How do cells generate forces for intracellular transport and whole-cell migration? How are objects within the cell positioned? The cell must address these micron-scale issues using nanometer-scale biochemical components.
Bacterial chromosome segregation
When a cell divides, it must reliably replicate its DNA and pass the replicated chromosomes and plasmids along to its daughter cell. Although this process is fundamental to all cells, the force-generating mechanisms underlying chromosome segregation are not well-understood. At a glance, the mechanism of chromosome segregation in Caulobacter crescentus is counterintuitive. Once DNA replication begins at one cell pole, a segment of the replicated chromosome (parS) is coated with the ParB protein. Meanwhile, a structure of actin-like ParA protein grows from the opposite cell pole until contacting the ParB-decorated chromosome. ParB binds to ParA and begins to disassemble it. As ParA retracts by depolymerization, it pulls the ParB-coated chromosome across the cell. No other components are known to be necessary for this process. How can ParA pull the chromosome at the very points that seem to be disintegrating?
In our paper with Ned Wingreen and Zemer Gitai at Princeton, we explain that self-diffusiophoresis is sufficient for robust chromosome pulling. This mechanism for chromosome motility relies on self-generated and self-sustaining concentration gradients. Since the ParB attached to the chromosome depolymerizes ParA, it creates a concentration gradient of ParA; since it ParB is attracted to ParA, it moves up the gradient towards higher ParA concentrations. This steady-state process pulls the DNA across the cell, as can be seen in our Brownian dynamics simulations.
Some experimental images of this process in C. crescentus and Vibrio cholerae can be seen in papers by Shebelut et al. (2010) PNAS 107:14194 and Fogel and Waldor (2006) Genes Dev. 20:3269, respectively.

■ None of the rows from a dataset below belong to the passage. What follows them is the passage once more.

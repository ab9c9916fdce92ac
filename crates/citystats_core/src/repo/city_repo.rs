//! City repository loaded once from a flat text source.
//!
//! # Responsibility
//! - Read the source file and delegate line handling to `parse`.
//! - Keep the loaded cities and the diagnostics emitted while loading.
//!
//! # Invariants
//! - `load` always returns a repository, possibly empty.
//! - An unreadable source yields exactly one `SourceUnreadable` diagnostic.
//! - Cities keep input file order.

use crate::model::city::City;
use crate::parse::{parse_lines, ParseError};
use log::{error, info, warn};
use std::fmt::{Display, Formatter};
use std::io::Read;
use std::path::{Path, PathBuf};
use std::time::Instant;

/// Operator-visible message produced while building a repository.
#[derive(Debug, Clone, PartialEq, Eq)]
pub enum LoadDiagnostic {
    /// Source could not be opened or read. The repository is empty.
    SourceUnreadable { path: PathBuf, message: String },
    /// One line was dropped because its population did not parse.
    InvalidPopulation { line_number: usize, error: ParseError },
}

impl Display for LoadDiagnostic {
    fn fmt(&self, f: &mut Formatter<'_>) -> std::fmt::Result {
        match self {
            Self::SourceUnreadable { message, .. } => write!(f, "Error reading file: {message}"),
            Self::InvalidPopulation { error, .. } => {
                write!(f, "Error parsing population: {}", error.line())
            }
        }
    }
}

/// Read-only snapshot of every city parsed from one source.
#[derive(Debug, Clone, Default, PartialEq, Eq)]
pub struct CityRepository {
    cities: Vec<City>,
    diagnostics: Vec<LoadDiagnostic>,
}

impl CityRepository {
    /// Loads cities from a file path.
    ///
    /// # Side effects
    /// - Reads the whole file once.
    /// - Emits `repo_load` logging events with counts and status.
    pub fn load(path: impl AsRef<Path>) -> Self {
        let path = path.as_ref();
        let started_at = Instant::now();
        info!(
            "event=repo_load module=repo status=start source={}",
            path.display()
        );

        match std::fs::read_to_string(path) {
            Ok(text) => {
                let repo = Self::from_text(&text);
                info!(
                    "event=repo_load module=repo status=ok duration_ms={} cities={} rejected={}",
                    started_at.elapsed().as_millis(),
                    repo.cities.len(),
                    repo.diagnostics.len()
                );
                repo
            }
            Err(err) => {
                error!(
                    "event=repo_load module=repo status=error duration_ms={} error_code=source_unreadable error={}",
                    started_at.elapsed().as_millis(),
                    err
                );
                Self::unreadable(path, err.to_string())
            }
        }
    }

    /// Loads cities from any byte reader, e.g. an open file or stdin.
    ///
    /// `label` names the source in the diagnostic when reading fails.
    pub fn from_reader(mut reader: impl Read, label: impl Into<PathBuf>) -> Self {
        let mut text = String::new();
        match reader.read_to_string(&mut text) {
            Ok(_) => Self::from_text(&text),
            Err(err) => {
                let label = label.into();
                error!(
                    "event=repo_load module=repo status=error error_code=source_unreadable source={} error={}",
                    label.display(),
                    err
                );
                Self::unreadable(label, err.to_string())
            }
        }
    }

    /// Builds a repository from the full text content of a source.
    pub fn from_text(text: &str) -> Self {
        let parsed = parse_lines(text.lines());
        let diagnostics = parsed
            .rejected
            .into_iter()
            .map(|rejected| {
                warn!(
                    "event=line_reject module=repo status=dropped line_number={} reason={}",
                    rejected.line_number, rejected.error
                );
                LoadDiagnostic::InvalidPopulation {
                    line_number: rejected.line_number,
                    error: rejected.error,
                }
            })
            .collect();

        Self {
            cities: parsed.cities,
            diagnostics,
        }
    }

    /// Wraps already-built cities without any diagnostics.
    pub fn from_cities(cities: Vec<City>) -> Self {
        Self {
            cities,
            diagnostics: Vec::new(),
        }
    }

    pub fn cities(&self) -> &[City] {
        &self.cities
    }

    pub fn diagnostics(&self) -> &[LoadDiagnostic] {
        &self.diagnostics
    }

    pub fn len(&self) -> usize {
        self.cities.len()
    }

    pub fn is_empty(&self) -> bool {
        self.cities.is_empty()
    }

    fn unreadable(path: impl Into<PathBuf>, message: String) -> Self {
        Self {
            cities: Vec::new(),
            diagnostics: vec![LoadDiagnostic::SourceUnreadable {
                path: path.into(),
                message,
            }],
        }
    }
}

Actin-polymerization-driven motility
During actin-based motility, a cell polymerizes actin protein into a dense, branched network behind the leading edge of the cell membrane. This protein network is involved in creating membrane protrusions and assisting in cellular motility. A model system for actin-based motility is Listeria monocytogenes, which infects larger cells and hijacks their actin-polymerization machinery. In doing so, it develops a dense actin network behind its rear surface, which propels it forward. As it moves, the actin network continues to grow behind the bacterium, so that propulsion is maintained in steady-state. This process has previously been studied by Kun-Chun Lee and Andrea Liu. In their two papers, they propose that self-diffusiophoresis, relying on a bacterium-generated actin concentration gradient that drives the bacteria forward by repulsive interactions, can explain the mechanism of propulsion and force-velocity relation of actin-based motility.
One remaining question is whether the mechanism of motility can be sustained in the presence of proteins that bind actin to the bacterial surface. Recently, we have found that cellular motility is not disrupted by the presence of local attractive interactions between the bacterium and actin, and is thus insensitive to the inclusion of proteins that bind the actin network to the bacterium. More information can be found in our paper
Theoretical model for self-propulsion and self-organizing interactions
See our paper.
References
- EJ Banigan, MA Gelbart, Z Gitai, NS Wingreen, and AJ Liu (2011) Filament depolymerization can explain chromosome pulling during bacterial mitosis. PLoS Comput. Biol. 7: e1002145.
- EJ Banigan, KC Lee, and AJ Liu (2013) Control of actin-based motility through localized actin binding. Phys. Biol. 10: 066004.
- EJ Banigan and JF Marko (2016) Self-propulsion and interactions of catalytic particles in a chemically active medium. Phys. Rev. E 93: 012611.